REQUIRED ACTION: Could you copy every line of the data that contains "Display"?

PROVIDED DATA:
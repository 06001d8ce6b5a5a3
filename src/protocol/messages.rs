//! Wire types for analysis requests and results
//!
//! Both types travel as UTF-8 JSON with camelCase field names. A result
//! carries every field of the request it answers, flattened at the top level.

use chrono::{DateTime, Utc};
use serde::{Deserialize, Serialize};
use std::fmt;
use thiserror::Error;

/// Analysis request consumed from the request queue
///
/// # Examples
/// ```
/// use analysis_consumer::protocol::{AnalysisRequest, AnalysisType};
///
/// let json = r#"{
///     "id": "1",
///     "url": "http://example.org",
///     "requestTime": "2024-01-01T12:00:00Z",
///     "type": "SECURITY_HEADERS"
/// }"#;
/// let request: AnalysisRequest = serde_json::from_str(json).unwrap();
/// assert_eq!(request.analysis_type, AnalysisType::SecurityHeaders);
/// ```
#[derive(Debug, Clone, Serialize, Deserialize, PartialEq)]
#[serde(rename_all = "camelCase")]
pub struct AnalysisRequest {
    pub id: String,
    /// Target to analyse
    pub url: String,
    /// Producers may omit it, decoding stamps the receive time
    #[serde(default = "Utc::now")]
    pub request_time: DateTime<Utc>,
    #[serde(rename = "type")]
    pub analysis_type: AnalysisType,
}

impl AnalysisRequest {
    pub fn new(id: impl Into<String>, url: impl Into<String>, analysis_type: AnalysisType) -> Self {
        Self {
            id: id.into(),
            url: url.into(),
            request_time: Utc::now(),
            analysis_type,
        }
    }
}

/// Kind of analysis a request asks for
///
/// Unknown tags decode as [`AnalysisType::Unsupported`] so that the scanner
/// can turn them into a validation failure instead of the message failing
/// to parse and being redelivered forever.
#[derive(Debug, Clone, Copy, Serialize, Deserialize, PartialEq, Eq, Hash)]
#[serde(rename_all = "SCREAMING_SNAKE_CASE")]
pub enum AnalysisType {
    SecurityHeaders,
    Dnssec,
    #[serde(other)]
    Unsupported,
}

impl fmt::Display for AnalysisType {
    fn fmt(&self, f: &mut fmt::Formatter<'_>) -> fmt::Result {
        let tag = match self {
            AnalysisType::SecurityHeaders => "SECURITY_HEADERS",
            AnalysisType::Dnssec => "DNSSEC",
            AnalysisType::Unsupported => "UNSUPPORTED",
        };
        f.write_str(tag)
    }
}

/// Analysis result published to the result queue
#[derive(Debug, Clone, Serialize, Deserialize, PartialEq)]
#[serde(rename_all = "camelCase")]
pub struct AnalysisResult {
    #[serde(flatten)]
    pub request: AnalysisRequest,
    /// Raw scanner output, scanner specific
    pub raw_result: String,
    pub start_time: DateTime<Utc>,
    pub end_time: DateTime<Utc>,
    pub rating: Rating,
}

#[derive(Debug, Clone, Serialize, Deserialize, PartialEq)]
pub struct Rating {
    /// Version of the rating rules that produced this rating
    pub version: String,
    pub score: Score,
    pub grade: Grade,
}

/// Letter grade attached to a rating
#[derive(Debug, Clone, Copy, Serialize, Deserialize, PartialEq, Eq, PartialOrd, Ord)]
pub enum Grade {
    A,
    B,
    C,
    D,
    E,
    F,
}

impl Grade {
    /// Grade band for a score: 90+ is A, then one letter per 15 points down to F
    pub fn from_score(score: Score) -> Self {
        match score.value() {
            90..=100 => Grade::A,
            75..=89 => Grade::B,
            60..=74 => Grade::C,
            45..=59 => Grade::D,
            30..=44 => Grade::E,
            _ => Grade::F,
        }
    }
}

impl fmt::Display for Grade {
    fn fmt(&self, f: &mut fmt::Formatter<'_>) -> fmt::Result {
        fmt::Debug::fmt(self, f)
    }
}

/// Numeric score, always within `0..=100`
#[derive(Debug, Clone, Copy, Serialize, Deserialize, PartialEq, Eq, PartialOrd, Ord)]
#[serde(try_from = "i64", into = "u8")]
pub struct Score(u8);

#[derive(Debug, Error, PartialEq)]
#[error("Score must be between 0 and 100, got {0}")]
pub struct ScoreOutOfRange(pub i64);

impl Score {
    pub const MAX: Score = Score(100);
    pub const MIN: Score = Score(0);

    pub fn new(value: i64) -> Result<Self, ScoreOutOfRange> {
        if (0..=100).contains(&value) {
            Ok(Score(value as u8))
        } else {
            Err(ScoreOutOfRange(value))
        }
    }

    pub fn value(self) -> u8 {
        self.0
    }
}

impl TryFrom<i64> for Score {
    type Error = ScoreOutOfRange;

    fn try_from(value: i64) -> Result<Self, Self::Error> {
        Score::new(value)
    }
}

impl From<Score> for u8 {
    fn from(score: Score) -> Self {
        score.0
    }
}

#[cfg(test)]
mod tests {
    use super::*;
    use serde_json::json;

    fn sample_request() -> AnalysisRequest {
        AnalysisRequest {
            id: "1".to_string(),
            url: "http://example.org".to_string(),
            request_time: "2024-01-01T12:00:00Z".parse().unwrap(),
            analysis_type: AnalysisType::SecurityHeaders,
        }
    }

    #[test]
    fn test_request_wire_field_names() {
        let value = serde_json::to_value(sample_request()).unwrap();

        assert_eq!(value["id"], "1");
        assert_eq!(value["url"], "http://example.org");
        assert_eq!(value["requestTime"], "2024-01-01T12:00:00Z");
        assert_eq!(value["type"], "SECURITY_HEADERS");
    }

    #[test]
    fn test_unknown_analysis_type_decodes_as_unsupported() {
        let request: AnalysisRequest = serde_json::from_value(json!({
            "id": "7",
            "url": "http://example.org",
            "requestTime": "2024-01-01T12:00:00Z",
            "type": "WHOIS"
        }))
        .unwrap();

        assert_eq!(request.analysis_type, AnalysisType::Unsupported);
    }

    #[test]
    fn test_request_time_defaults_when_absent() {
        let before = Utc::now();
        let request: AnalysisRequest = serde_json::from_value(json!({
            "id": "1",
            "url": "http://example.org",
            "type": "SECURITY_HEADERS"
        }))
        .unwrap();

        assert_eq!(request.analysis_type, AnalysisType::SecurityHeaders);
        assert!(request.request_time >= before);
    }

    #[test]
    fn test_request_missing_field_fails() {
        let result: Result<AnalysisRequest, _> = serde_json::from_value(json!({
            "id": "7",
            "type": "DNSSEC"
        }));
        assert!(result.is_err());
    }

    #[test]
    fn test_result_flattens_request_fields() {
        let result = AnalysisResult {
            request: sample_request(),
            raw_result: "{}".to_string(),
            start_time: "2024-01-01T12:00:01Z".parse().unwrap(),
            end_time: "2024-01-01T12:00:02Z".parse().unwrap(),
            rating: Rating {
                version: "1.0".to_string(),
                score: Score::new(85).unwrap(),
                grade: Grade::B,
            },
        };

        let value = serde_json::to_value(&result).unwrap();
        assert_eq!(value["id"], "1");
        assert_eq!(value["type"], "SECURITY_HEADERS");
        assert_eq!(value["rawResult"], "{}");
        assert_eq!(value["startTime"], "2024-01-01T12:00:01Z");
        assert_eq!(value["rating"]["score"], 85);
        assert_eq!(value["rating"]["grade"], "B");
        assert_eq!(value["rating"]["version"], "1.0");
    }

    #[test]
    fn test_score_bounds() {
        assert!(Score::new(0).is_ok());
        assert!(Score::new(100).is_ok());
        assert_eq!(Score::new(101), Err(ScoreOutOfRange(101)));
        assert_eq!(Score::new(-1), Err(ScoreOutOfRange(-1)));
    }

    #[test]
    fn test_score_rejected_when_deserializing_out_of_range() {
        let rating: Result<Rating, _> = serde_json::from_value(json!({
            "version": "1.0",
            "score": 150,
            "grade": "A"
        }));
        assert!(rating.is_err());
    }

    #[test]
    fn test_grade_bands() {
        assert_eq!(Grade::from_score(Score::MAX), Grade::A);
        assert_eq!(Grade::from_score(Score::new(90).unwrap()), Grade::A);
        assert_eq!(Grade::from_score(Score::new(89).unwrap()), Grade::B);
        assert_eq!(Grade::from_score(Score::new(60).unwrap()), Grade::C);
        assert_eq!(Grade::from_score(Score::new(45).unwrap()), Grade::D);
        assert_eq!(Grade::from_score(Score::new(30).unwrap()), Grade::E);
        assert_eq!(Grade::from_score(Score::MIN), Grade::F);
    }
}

ANSWER BOX:
impl fmt::Display for AnalysisType {
impl fmt::Display for Grade {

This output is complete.